Substrate balance therapy
The accumulation of glucosylceramide is due to an imbalance between the rates of its synthesis and degradation. This concept forms the basis of a recently developed alternative oral therapy, termed substrate balance therapy (also known as substrate reduction therapy). Clearance of the accumulated glycolipid should be possible by attenuating the rate of synthesis of the substrate to a level that is matched to the residual activity of the endogenous, mutant glucosylceramidase. N-butyldeoxynojirimycin (OGT918 or miglustat) is an inhibitor of glucosylceramide synthesis, the first committed step in the biosynthesis of glycolipids. When tested in animal models of glycolipid storage disorders, the compound reduces the amount of storage material and delays the onset and progression of disease manifestations.
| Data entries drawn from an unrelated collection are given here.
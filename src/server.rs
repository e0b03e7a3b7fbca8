//! HTTP surface: the public webhook, the queue-facing worker endpoint, and
//! health.
//!
//! The worker endpoint sits behind a bearer credential compared in constant
//! time. Its status codes drive the queue's redelivery: 2xx consumes the
//! delivery, 5xx retries it, and an authorization rejection is a 403 so a
//! forged job is never acknowledged as done.

use std::sync::Arc;
use std::time::Duration;

use axum::Router;
use axum::extract::{Request, State};
use axum::http::{HeaderMap, StatusCode};
use axum::middleware::{self, Next};
use axum::response::{IntoResponse, Response};
use axum::routing::{get, post};
use bytes::Bytes;
use secrecy::ExposeSecret;
use subtle::ConstantTimeEq;
use tokio::time::MissedTickBehavior;
use tower::ServiceBuilder;
use tower_http::catch_panic::CatchPanicLayer;
use tower_http::trace::TraceLayer;

use crate::channels::webhook;
use crate::config::Config;
use crate::conversation::ConversationFlow;
use crate::db::Store;
use crate::error::{Error, QueueError};
use crate::pipeline::Orchestrator;
use crate::queue::{DELIVERY_ATTEMPT_HEADER, GenerationJob};

/// How often the background maintenance sweep runs.
const RECLAIM_INTERVAL: Duration = Duration::from_secs(300);
/// Minutes in progress before a step counts as abandoned.
const RECLAIM_STALENESS_MINUTES: i32 = 15;
/// Days of webhook delivery journal kept for dedup.
const DELIVERY_RETENTION_DAYS: i32 = 7;

#[derive(Clone)]
pub struct AppState {
    pub store: Store,
    pub flow: Arc<ConversationFlow>,
    pub orchestrator: Arc<Orchestrator<Store>>,
    pub config: Arc<Config>,
}

pub fn router(state: AppState) -> Router {
    let public = Router::new()
        .route("/webhook", post(webhook::receive))
        .route("/healthz", get(healthz));
    let worker = Router::new()
        .route("/worker/generate", post(worker_generate))
        .route_layer(middleware::from_fn_with_state(state.clone(), worker_auth));
    Router::new()
        .merge(public)
        .merge(worker)
        .layer(
            ServiceBuilder::new()
                .layer(TraceLayer::new_for_http())
                .layer(CatchPanicLayer::new()),
        )
        .with_state(state)
}

/// Periodic maintenance: re-arms steps abandoned by crashed workers, so the
/// queue's next redelivery can claim them, and prunes old delivery-journal
/// rows.
pub fn spawn_maintenance(store: Store) {
    tokio::spawn(async move {
        let mut ticker = tokio::time::interval(RECLAIM_INTERVAL);
        ticker.set_missed_tick_behavior(MissedTickBehavior::Delay);
        loop {
            ticker.tick().await;
            match store.reclaim_stale_steps(RECLAIM_STALENESS_MINUTES).await {
                Ok(0) => {}
                Ok(count) => tracing::warn!(count, "re-armed stale generation steps"),
                Err(e) => tracing::error!(error = %e, "stale step reclaim failed"),
            }
            if let Err(e) = store.cleanup_old_deliveries(DELIVERY_RETENTION_DAYS).await {
                tracing::error!(error = %e, "delivery journal cleanup failed");
            }
        }
    });
}

async fn healthz(State(state): State<AppState>) -> Response {
    match state.store.ping().await {
        Ok(()) => (StatusCode::OK, "ok").into_response(),
        Err(e) => {
            tracing::error!(error = %e, "health check failed");
            (StatusCode::SERVICE_UNAVAILABLE, "database unreachable").into_response()
        }
    }
}

/// Bearer credential check for queue deliveries, constant-time comparison.
async fn worker_auth(
    State(state): State<AppState>,
    headers: HeaderMap,
    request: Request,
    next: Next,
) -> Response {
    if let Some(header) = headers.get("authorization")
        && let Ok(value) = header.to_str()
        && let Some(token) = value.strip_prefix("Bearer ")
        && bool::from(
            token
                .as_bytes()
                .ct_eq(state.config.queue.worker_token.expose_secret().as_bytes()),
        )
    {
        return next.run(request).await;
    }
    tracing::warn!("worker request rejected, bad credential");
    (StatusCode::UNAUTHORIZED, "invalid or missing worker token").into_response()
}

fn delivery_attempt(headers: &HeaderMap) -> u32 {
    headers
        .get(DELIVERY_ATTEMPT_HEADER)
        .and_then(|value| value.to_str().ok())
        .and_then(|value| value.trim().parse().ok())
        .unwrap_or(0)
}

async fn worker_generate(
    State(state): State<AppState>,
    headers: HeaderMap,
    body: Bytes,
) -> Response {
    let job: GenerationJob = match serde_json::from_slice(&body) {
        Ok(job) => job,
        Err(e) => {
            let err = QueueError::MalformedJob {
                reason: e.to_string(),
            };
            // A malformed body never becomes parseable; acknowledge so the
            // queue stops redelivering it.
            tracing::error!(error = %err, "unparseable job body, dropping delivery");
            return (StatusCode::OK, "dropped").into_response();
        }
    };
    let attempt = delivery_attempt(&headers);

    match state.orchestrator.run(&job, attempt).await {
        Ok(disposition) if disposition.consumes_delivery() => {
            (StatusCode::OK, "ok").into_response()
        }
        Ok(_) => (StatusCode::SERVICE_UNAVAILABLE, "stage busy, retry later").into_response(),
        Err(Error::Auth(e)) => {
            tracing::warn!(user = %job.user_id, stage = %job.stage, error = %e, "worker job rejected");
            (StatusCode::FORBIDDEN, "job identity rejected").into_response()
        }
        Err(e) => {
            tracing::error!(user = %job.user_id, stage = %job.stage, error = %e, "stage failed, delivery will retry");
            (StatusCode::INTERNAL_SERVER_ERROR, "stage failed").into_response()
        }
    }
}

/// Resolves on SIGINT or SIGTERM for graceful shutdown.
pub async fn shutdown_signal() {
    let ctrl_c = async {
        if let Err(e) = tokio::signal::ctrl_c().await {
            tracing::error!(error = %e, "ctrl-c handler failed");
        }
    };
    #[cfg(unix)]
    let terminate = async {
        match tokio::signal::unix::signal(tokio::signal::unix::SignalKind::terminate()) {
            Ok(mut signal) => {
                signal.recv().await;
            }
            Err(e) => tracing::error!(error = %e, "sigterm handler failed"),
        }
    };
    #[cfg(not(unix))]
    let terminate = std::future::pending::<()>();

    tokio::select! {
        () = ctrl_c => {}
        () = terminate => {}
    }
    tracing::info!("shutdown signal received");
}

#[cfg(test)]
mod tests {
    use axum::http::HeaderValue;

    use super::*;

    #[test]
    fn attempt_header_parses_with_fallback() {
        let mut headers = HeaderMap::new();
        assert_eq!(delivery_attempt(&headers), 0);

        headers.insert(DELIVERY_ATTEMPT_HEADER, HeaderValue::from_static("3"));
        assert_eq!(delivery_attempt(&headers), 3);

        headers.insert(DELIVERY_ATTEMPT_HEADER, HeaderValue::from_static("junk"));
        assert_eq!(delivery_attempt(&headers), 0);
    }
}
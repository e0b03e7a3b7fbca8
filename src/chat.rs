//! Retrieval-augmented AI chat for users with a finished checklist.
//!
//! Each turn grounds the model with the user's intake profile and the top
//! knowledge-base passages for the question, plus a short window of prior
//! dialogue. Quota charging happens in the conversation flow before this
//! service runs; a retrieval failure degrades to an answer without passages
//! rather than failing the turn.

use std::sync::Arc;

use crate::capabilities::{ChatMessage, CompletionProvider, RetrievalHit, RetrievalProvider};
use crate::db::Store;
use crate::error::Result;
use crate::model::{ConversationMessage, MessageRole, User, UserProfile};

/// Stored turns carried into each completion: five exchanges.
const HISTORY_TURNS: i64 = 10;

pub(crate) fn system_prompt(profile: Option<&UserProfile>, hits: &[RetrievalHit]) -> String {
    let mut prompt = String::from(
        "あなたは死別後の行政手続きに詳しい日本語アシスタントです。\
         思いやりを持ちつつ、手続きの期限・窓口・必要書類を簡潔に案内してください。\
         確実でない情報は その旨を伝え、市区町村の窓口確認を促してください。",
    );
    if let Some(p) = profile {
        prompt.push_str("\n\n相談者の状況:");
        if let Some(r) = p.relationship {
            prompt.push_str(&format!("\n- 故人との関係: {}", r.label()));
        }
        let region = p.region();
        if !region.is_empty() {
            prompt.push_str(&format!("\n- お住まい: {region}"));
        }
        if let Some(d) = p.death_date {
            prompt.push_str(&format!("\n- 逝去日: {}", d.format("%Y年%-m月%-d日")));
        }
    }
    if !hits.is_empty() {
        prompt.push_str("\n\n参考情報:");
        for hit in hits {
            prompt.push_str(&format!("\n- 【{}】{}", hit.source, hit.text));
        }
    }
    prompt
}

/// History rows as completion input, oldest first. Stored system rows (none
/// are written today) are dropped so the prompt stays the single system turn.
pub(crate) fn context_messages(history: &[ConversationMessage]) -> Vec<ChatMessage> {
    history
        .iter()
        .filter(|m| m.role != MessageRole::System)
        .map(|m| ChatMessage {
            role: m.role,
            content: m.content.clone(),
        })
        .collect()
}

pub struct ChatService {
    store: Store,
    completion: Arc<dyn CompletionProvider>,
    retrieval: Arc<dyn RetrievalProvider>,
}

impl ChatService {
    pub fn new(
        store: Store,
        completion: Arc<dyn CompletionProvider>,
        retrieval: Arc<dyn RetrievalProvider>,
    ) -> Self {
        Self {
            store,
            completion,
            retrieval,
        }
    }

    /// One chat turn: retrieve, complete, persist both sides, return the
    /// reply text.
    pub async fn respond(&self, user: &User, text: &str) -> Result<String> {
        let profile = self.store.profile(user.id).await?;
        let hits = match self.retrieval.search(text).await {
            Ok(hits) => hits,
            Err(e) => {
                tracing::warn!(user = %user.id, error = %e, "retrieval failed, answering without context");
                Vec::new()
            }
        };
        let history = self.store.recent_messages(user.id, HISTORY_TURNS).await?;

        let mut messages = vec![ChatMessage::system(system_prompt(profile.as_ref(), &hits))];
        messages.extend(context_messages(&history));
        messages.push(ChatMessage::user(text));

        let reply = self.completion.complete(messages).await?;

        self.store
            .append_message(user.id, MessageRole::User, text)
            .await?;
        self.store
            .append_message(user.id, MessageRole::Assistant, &reply)
            .await?;
        Ok(reply)
    }
}

#[cfg(test)]
mod tests {
    use chrono::{NaiveDate, Utc};
    use uuid::Uuid;

    use crate::model::Relationship;

    use super::*;

    #[test]
    fn prompt_carries_profile_and_passages() {
        let profile = UserProfile {
            relationship: Some(Relationship::Spouse),
            prefecture: Some("東京都".to_string()),
            municipality: Some("千代田区".to_string()),
            death_date: NaiveDate::from_ymd_opt(2024, 1, 15),
            ..UserProfile::default()
        };
        let hits = vec![RetrievalHit {
            source: "年金機構".to_string(),
            text: "年金受給権者死亡届は14日以内に提出。".to_string(),
            url: None,
        }];
        let prompt = system_prompt(Some(&profile), &hits);
        assert!(prompt.contains("配偶者"));
        assert!(prompt.contains("東京都千代田区"));
        assert!(prompt.contains("2024年1月15日"));
        assert!(prompt.contains("年金受給権者死亡届"));
    }

    #[test]
    fn prompt_without_profile_or_hits_is_still_usable() {
        let prompt = system_prompt(None, &[]);
        assert!(prompt.contains("行政手続き"));
        assert!(!prompt.contains("相談者の状況"));
        assert!(!prompt.contains("参考情報"));
    }

    #[test]
    fn history_keeps_order_and_drops_system_rows() {
        let user_id = Uuid::new_v4();
        let msg = |role: MessageRole, content: &str| ConversationMessage {
            id: Uuid::new_v4(),
            user_id,
            role,
            content: content.to_string(),
            created_at: Utc::now(),
        };
        let history = vec![
            msg(MessageRole::User, "死亡届はどこに出しますか"),
            msg(MessageRole::Assistant, "市区町村の窓口です"),
            msg(MessageRole::System, "should be dropped"),
        ];
        let context = context_messages(&history);
        assert_eq!(context.len(), 2);
        assert_eq!(context[0].content, "死亡届はどこに出しますか");
        assert_eq!(context[1].role, MessageRole::Assistant);
    }
}
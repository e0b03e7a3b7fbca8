//! Rate-limit and subscription rows. All counter movement is a single
//! conditional statement; workers share no process memory.

use chrono::{DateTime, NaiveDate, Utc};
use tokio_postgres::Row;
use uuid::Uuid;

use crate::error::StoreError;
use crate::model::{Plan, Subscription, SubscriptionStatus};
use crate::quota::PlanResource;

use super::{Store, parse_column};

fn map_subscription(row: &Row) -> Result<Subscription, StoreError> {
    let plan: Plan = parse_column("subscriptions", "plan", row.get("plan"))?;
    let status: SubscriptionStatus = parse_column("subscriptions", "status", row.get("status"))?;
    Ok(Subscription {
        id: row.get("id"),
        user_id: row.get("user_id"),
        plan,
        status,
        ai_chat_count: row.get("ai_chat_count"),
        ai_chat_limit: row.get("ai_chat_limit"),
        generation_count: row.get("generation_count"),
        generation_limit: row.get("generation_limit"),
        last_reset_at: row.get("last_reset_at"),
    })
}

const SUBSCRIPTION_COLUMNS: &str = "id, user_id, plan, status, ai_chat_count, ai_chat_limit, \
     generation_count, generation_limit, last_reset_at";

impl Store {
    /// Lazily create today's rate-limit row and bump it, returning the
    /// post-increment count. One statement, so concurrent messages cannot
    /// both observe the pre-increment value.
    pub async fn increment_daily_counter(
        &self,
        user_id: Uuid,
        day: NaiveDate,
    ) -> Result<i32, StoreError> {
        let conn = self.conn().await?;
        let row = conn
            .query_one(
                "INSERT INTO rate_limits (user_id, limit_date, message_count)
                 VALUES ($1, $2, 1)
                 ON CONFLICT (user_id, limit_date)
                 DO UPDATE SET message_count = rate_limits.message_count + 1,
                               updated_at = now()
                 RETURNING message_count",
                &[&user_id, &day],
            )
            .await?;
        Ok(row.get("message_count"))
    }

    pub async fn subscription(&self, user_id: Uuid) -> Result<Option<Subscription>, StoreError> {
        let conn = self.conn().await?;
        let row = conn
            .query_opt(
                &format!("SELECT {SUBSCRIPTION_COLUMNS} FROM subscriptions WHERE user_id = $1"),
                &[&user_id],
            )
            .await?;
        row.as_ref().map(map_subscription).transpose()
    }

    /// Create the subscription row for a plan tier if absent (billing later
    /// overwrites limits as the authoritative source), then return it.
    pub async fn ensure_subscription(
        &self,
        user_id: Uuid,
        plan: Plan,
    ) -> Result<Subscription, StoreError> {
        let spec = plan.spec();
        let conn = self.conn().await?;
        conn.execute(
            "INSERT INTO subscriptions
               (id, user_id, plan, status, ai_chat_count, ai_chat_limit,
                generation_count, generation_limit, last_reset_at)
             VALUES ($1, $2, $3, 'active', 0, $4, 0, $5, now())
             ON CONFLICT (user_id) DO NOTHING",
            &[
                &Uuid::new_v4(),
                &user_id,
                &plan.as_str(),
                &spec.ai_chat_limit,
                &spec.generation_limit,
            ],
        )
        .await?;
        let row = conn
            .query_one(
                &format!("SELECT {SUBSCRIPTION_COLUMNS} FROM subscriptions WHERE user_id = $1"),
                &[&user_id],
            )
            .await?;
        map_subscription(&row)
    }

    /// Lazy billing-period reset: zero both counters iff last_reset_at
    /// precedes the given period start. Conditional, so concurrent checks
    /// reset at most once.
    pub async fn reset_counters_if_stale(
        &self,
        user_id: Uuid,
        period_start: DateTime<Utc>,
    ) -> Result<bool, StoreError> {
        let conn = self.conn().await?;
        let updated = conn
            .execute(
                "UPDATE subscriptions
                 SET ai_chat_count = 0, generation_count = 0,
                     last_reset_at = now(), updated_at = now()
                 WHERE user_id = $1 AND last_reset_at < $2",
                &[&user_id, &period_start],
            )
            .await?;
        Ok(updated == 1)
    }

    /// Conditionally consume one unit of a plan resource. Returns the
    /// post-increment count on success; `None` means the conditions did not
    /// hold (inactive subscription, disabled resource, or ceiling reached)
    /// and the caller classifies via a plain read.
    pub async fn try_consume_plan_resource(
        &self,
        user_id: Uuid,
        resource: PlanResource,
    ) -> Result<Option<i32>, StoreError> {
        // One statement per resource; the counter column is never chosen by
        // string interpolation.
        let statement = match resource {
            PlanResource::AiChat => {
                "UPDATE subscriptions
                 SET ai_chat_count = ai_chat_count + 1, updated_at = now()
                 WHERE user_id = $1 AND status = 'active'
                   AND (ai_chat_limit = -1 OR ai_chat_count < ai_chat_limit)
                 RETURNING ai_chat_count AS count"
            }
            PlanResource::TaskGeneration => {
                "UPDATE subscriptions
                 SET generation_count = generation_count + 1, updated_at = now()
                 WHERE user_id = $1 AND status = 'active'
                   AND (generation_limit = -1 OR generation_count < generation_limit)
                 RETURNING generation_count AS count"
            }
        };
        let conn = self.conn().await?;
        let row = conn.query_opt(statement, &[&user_id]).await?;
        Ok(row.map(|r| r.get("count")))
    }
}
Its mode of action suggests therapeutic potential in several of these diseases, including those with neurological involvement, since this small molecule is capable of crossing the blood–brain barrier. The first study in patients with a lysosomal storage disorder was initiated in 1998 in 28 type 1 Gaucher disease patients, who received 100 mg OGT918 orally three times daily [5]. The results of this study were promising: improvements occurred for all key clinical features and biochemical abnormalities. Liver and spleen volumes showed a gradual decrease in the first 6 months of treatment, while haematological improvement was slower. The most common adverse event was diarrhoea, which occurred in almost 90% of patients, especially during the first 3 months of treatment. Compared to enzyme therapy, the effects of OGT918 are slower to manifest. This and the disadvantageous side effects have to be balanced against the advantages of oral administration. Enzyme therapy remains the first choice for patients with moderate to severe disease, but mildly affected patients or those with minimal residual disease after treatment with enzyme may prefer this oral alternative. New oral alternatives are currently being developed.